Select all lines in the records that include "derive".

DATA FOR ANALYSIS START

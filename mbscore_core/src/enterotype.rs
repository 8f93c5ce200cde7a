//! Enterotype classification.
//!
//! A sample is projected onto the reference feature genera and clustered
//! together with the three reference centroids. The clustering itself sits
//! behind [`Clusterer`] so other algorithms can be swapped in.

use crate::advice::EnterotypeTraits;
use crate::config::EnterotypeConfig;
use crate::reference::ReferenceData;
use crate::{AbundanceVector, Enterotype, ReasonCode, StageOutcome};
use serde::{Deserialize, Serialize};
use std::collections::BTreeMap;

/// Result of clustering a point set
#[derive(Clone, Debug, PartialEq)]
pub struct Clustering {
    /// Cluster index for each input point
    pub assignments: Vec<usize>,
    pub centroids: Vec<Vec<f64>>,
    pub iterations: usize,
}

/// Partition points into as many clusters as there are seeds
pub trait Clusterer: Send + Sync {
    fn cluster(&self, points: &[Vec<f64>], seeds: &[Vec<f64>]) -> Clustering;
}

/// Deterministic K-means seeded from fixed centroids
#[derive(Clone, Debug)]
pub struct SeededKMeans {
    pub max_iterations: usize,
    pub tolerance: f64,
}

impl SeededKMeans {
    pub fn from_config(config: &EnterotypeConfig) -> Self {
        Self {
            max_iterations: config.max_iterations,
            tolerance: config.tolerance,
        }
    }
}

impl Clusterer for SeededKMeans {
    fn cluster(&self, points: &[Vec<f64>], seeds: &[Vec<f64>]) -> Clustering {
        let mut centroids = seeds.to_vec();
        let mut iterations = 0;

        while iterations < self.max_iterations {
            iterations += 1;
            let assignments = assign(points, &centroids);

            let mut shift: f64 = 0.0;
            for (k, centroid) in centroids.iter_mut().enumerate() {
                let members: Vec<&Vec<f64>> = points
                    .iter()
                    .zip(&assignments)
                    .filter(|(_, a)| **a == k)
                    .map(|(p, _)| p)
                    .collect();
                // Empty clusters keep their previous centroid
                if members.is_empty() {
                    continue;
                }
                let updated: Vec<f64> = (0..centroid.len())
                    .map(|d| members.iter().map(|p| p[d]).sum::<f64>() / members.len() as f64)
                    .collect();
                shift = shift.max(euclidean(centroid, &updated));
                *centroid = updated;
            }

            if shift <= self.tolerance {
                break;
            }
        }

        Clustering {
            assignments: assign(points, &centroids),
            centroids,
            iterations,
        }
    }
}

/// Nearest centroid per point; ties go to the lowest index
fn assign(points: &[Vec<f64>], centroids: &[Vec<f64>]) -> Vec<usize> {
    points
        .iter()
        .map(|p| nearest(p, centroids.iter().map(Vec::as_slice)).unwrap_or(0))
        .collect()
}

fn nearest<'a>(point: &[f64], candidates: impl Iterator<Item = &'a [f64]>) -> Option<usize> {
    let mut best: Option<(usize, f64)> = None;
    for (i, c) in candidates.enumerate() {
        let d = euclidean(point, c);
        if best.map_or(true, |(_, bd)| d < bd) {
            best = Some((i, d));
        }
    }
    best.map(|(i, _)| i)
}

pub fn euclidean(a: &[f64], b: &[f64]) -> f64 {
    a.iter()
        .zip(b)
        .map(|(x, y)| (x - y) * (x - y))
        .sum::<f64>()
        .sqrt()
}

/// Enterotype assignment for one sample
#[derive(Clone, Debug, Serialize, Deserialize, PartialEq)]
pub struct EnterotypeCall {
    pub label: Enterotype,
    /// Set when the cluster's top two genera are too close or its top genus
    /// is not a signature genus; the label then comes from the nearest
    /// reference centroid
    pub low_confidence: bool,
    /// Top-weighted genus of the sample's cluster centroid
    pub cluster_top_genus: String,
    /// Sample abundance of each feature genus
    pub key_genera: BTreeMap<String, f64>,
    /// Euclidean distance from the sample to each reference centroid
    pub distances: BTreeMap<String, f64>,
    pub iterations: usize,
    pub traits: EnterotypeTraits,
}

/// Classify one genus-rank vector
pub fn classify_enterotype(
    vector: &AbundanceVector,
    refs: &ReferenceData,
    config: &EnterotypeConfig,
    clusterer: &dyn Clusterer,
) -> StageOutcome<EnterotypeCall> {
    if vector.insufficient_depth {
        return StageOutcome::insufficient(ReasonCode::InsufficientDepth);
    }
    let classified = vector.classified_fraction();
    if classified < config.min_classified_fraction {
        return StageOutcome::InsufficientData {
            reason: ReasonCode::InsufficientGenusCoverage,
            detail: Some(format!(
                "classified genus fraction {:.4} below {}",
                classified, config.min_classified_fraction
            )),
        };
    }

    let centroids = refs.centroids();
    let genera = refs.enterotype_genera();
    let sample: Vec<f64> = genera.iter().map(|g| vector.group_abundance(g)).collect();
    let seeds: Vec<Vec<f64>> = centroids
        .iter()
        .map(|c| genera.iter().map(|g| c.profile.get(g).copied().unwrap_or(0.0)).collect())
        .collect();

    let nearest_label = nearest(&sample, seeds.iter().map(Vec::as_slice))
        .and_then(|idx| centroids.get(idx))
        .map(|c| c.label);
    let Some(nearest_label) = nearest_label else {
        return StageOutcome::unavailable(ReasonCode::NotSupplied, "no enterotype centroids loaded");
    };
    let distances: Vec<f64> = seeds.iter().map(|s| euclidean(&sample, s)).collect();

    let mut points = seeds.clone();
    points.push(sample.clone());
    let clustering = clusterer.cluster(&points, &seeds);

    let cluster = clustering
        .assignments
        .last()
        .and_then(|k| clustering.centroids.get(*k));
    let ranked = cluster.map(|c| rank_genera(genera, c)).unwrap_or_default();
    let (top_genus, top, second) = match ranked.as_slice() {
        [(g, top), (_, second), ..] => (g.clone(), *top, *second),
        [(g, top)] => (g.clone(), *top, 0.0),
        [] => (String::new(), 0.0, 0.0),
    };

    let ambiguous = top <= 0.0 || (top - second) / top < config.ambiguity_margin;
    let signature = centroids
        .iter()
        .find(|c| c.dominant_genus == top_genus)
        .map(|c| c.label);

    let (label, low_confidence) = match signature {
        Some(label) if !ambiguous => (label, false),
        _ => (nearest_label, true),
    };

    if low_confidence {
        tracing::debug!(
            "{}: low-confidence enterotype {} (cluster top genus {})",
            vector.sample_id,
            label,
            top_genus
        );
    }

    StageOutcome::Computed {
        value: EnterotypeCall {
            label,
            low_confidence,
            cluster_top_genus: top_genus,
            key_genera: genera.iter().cloned().zip(sample).collect(),
            distances: centroids
                .iter()
                .zip(distances)
                .map(|(c, d)| (c.label.label().to_string(), d))
                .collect(),
            iterations: clustering.iterations,
            traits: EnterotypeTraits::for_label(label),
        },
    }
}

/// Genera by descending centroid weight, ties in feature order
fn rank_genera(genera: &[String], centroid: &[f64]) -> Vec<(String, f64)> {
    let mut ranked: Vec<(String, f64)> = genera.iter().cloned().zip(centroid.iter().copied()).collect();
    ranked.sort_by(|a, b| b.1.total_cmp(&a.1));
    ranked
}

#[cfg(test)]
mod tests {
    use super::*;
    use crate::defaults::build_default_references;
    use crate::reference::{DiseaseTable, EnterotypeTable, RangeTable};
    use crate::{Rank, UNCLASSIFIED};

    fn genus_vector(entries: &[(&str, f64)]) -> AbundanceVector {
        AbundanceVector {
            sample_id: "S".into(),
            rank: Rank::Genus,
            total_reads: 1000,
            insufficient_depth: false,
            fractions: entries.iter().map(|(k, v)| (k.to_string(), *v)).collect(),
        }
    }

    fn classify(vector: &AbundanceVector) -> StageOutcome<EnterotypeCall> {
        let refs = build_default_references();
        let config = EnterotypeConfig::default();
        classify_enterotype(vector, &refs, &config, &SeededKMeans::from_config(&config))
    }

    #[test]
    fn test_bacteroides_dominant_sample() {
        let vector = genus_vector(&[
            ("Bacteroides", 0.45),
            ("Prevotella", 0.10),
            ("Ruminococcus", 0.05),
            ("Other", 0.40),
        ]);
        let call = classify(&vector);
        let call = call.value().unwrap();
        assert_eq!(call.label, Enterotype::BacteroidesDominant);
        assert!(!call.low_confidence);
        assert_eq!(call.cluster_top_genus, "Bacteroides");
        assert_eq!(call.key_genera["Bacteroides"], 0.45);
        assert_eq!(call.distances.len(), 3);
        assert_eq!(call.traits.display_name, "拟杆菌型");
        assert!(call.traits.avoid_foods.contains(&"红肉".to_string()));
    }

    #[test]
    fn test_classification_is_deterministic() {
        let vector = genus_vector(&[
            ("Prevotella_9", 0.25),
            ("Bacteroides", 0.08),
            ("Faecalibacterium", 0.1),
            (UNCLASSIFIED, 0.57),
        ]);
        let a = classify(&vector);
        let b = classify(&vector);
        assert_eq!(a, b);
        assert_eq!(a.value().unwrap().label, Enterotype::PrevotellaDominant);
    }

    #[test]
    fn test_non_signature_top_genus_is_low_confidence() {
        let vector = genus_vector(&[("Faecalibacterium", 0.6), (UNCLASSIFIED, 0.4)]);
        let call = classify(&vector);
        let call = call.value().unwrap();
        assert_eq!(call.cluster_top_genus, "Faecalibacterium");
        assert!(call.low_confidence);
        assert_eq!(call.label, Enterotype::RuminococcusDominant);
    }

    struct TiedClusterer;

    impl Clusterer for TiedClusterer {
        fn cluster(&self, points: &[Vec<f64>], _seeds: &[Vec<f64>]) -> Clustering {
            let mut centroid = vec![0.0; 8];
            centroid[0] = 0.20;
            centroid[1] = 0.195;
            Clustering {
                assignments: vec![0; points.len()],
                centroids: vec![centroid],
                iterations: 1,
            }
        }
    }

    #[test]
    fn test_near_tie_falls_back_to_nearest_reference() {
        let refs = build_default_references();
        let config = EnterotypeConfig::default();
        let vector = genus_vector(&[("Prevotella", 0.3), ("Bacteroides", 0.05), (UNCLASSIFIED, 0.65)]);
        let outcome = classify_enterotype(&vector, &refs, &config, &TiedClusterer);
        let call = outcome.value().unwrap();
        assert!(call.low_confidence);
        assert_eq!(call.label, Enterotype::PrevotellaDominant);
    }

    #[test]
    fn test_low_genus_coverage_skipped() {
        let vector = genus_vector(&[("Bacteroides", 0.01), (UNCLASSIFIED, 0.99)]);
        let outcome = classify(&vector);
        assert_eq!(outcome.reason(), Some(ReasonCode::InsufficientGenusCoverage));
    }

    #[test]
    fn test_zero_depth_skipped() {
        let mut vector = genus_vector(&[(UNCLASSIFIED, 0.0)]);
        vector.insufficient_depth = true;
        assert_eq!(classify(&vector).reason(), Some(ReasonCode::InsufficientDepth));
    }

    #[test]
    fn test_no_centroids_is_unavailable() {
        let defaults = build_default_references();
        let refs = ReferenceData::from_parts(
            RangeTable {
                version: "t".into(),
                taxa: defaults.ranges().to_vec(),
            },
            DiseaseTable {
                version: "t".into(),
                diseases: defaults.diseases().to_vec(),
            },
            EnterotypeTable {
                version: "t".into(),
                genera: defaults.enterotype_genera().to_vec(),
                centroids: Vec::new(),
            },
            defaults.core_genera().to_vec(),
            "t".into(),
        );
        let config = EnterotypeConfig::default();
        let vector = genus_vector(&[("Bacteroides", 0.5), (UNCLASSIFIED, 0.5)]);
        let outcome = classify_enterotype(&vector, &refs, &config, &SeededKMeans::from_config(&config));
        assert!(matches!(outcome, StageOutcome::Unavailable { reason: ReasonCode::NotSupplied, .. }));
    }

    #[test]
    fn test_kmeans_keeps_empty_cluster_centroid() {
        let kmeans = SeededKMeans {
            max_iterations: 10,
            tolerance: 1e-12,
        };
        let points = vec![vec![0.0, 0.0], vec![0.1, 0.0]];
        let seeds = vec![vec![0.0, 0.0], vec![5.0, 5.0]];
        let result = kmeans.cluster(&points, &seeds);
        assert_eq!(result.assignments, vec![0, 0]);
        assert_eq!(result.centroids[1], vec![5.0, 5.0]);
        assert!((result.centroids[0][0] - 0.05).abs() < 1e-12);
        assert!(result.iterations <= 10);
    }
}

DATA FOR ANALYSIS END

RESULT OF THIS TASK –
#[derive(Clone, Debug, PartialEq)]
#[derive(Clone, Debug)]
#[derive(Clone, Debug, Serialize, Deserialize, PartialEq)]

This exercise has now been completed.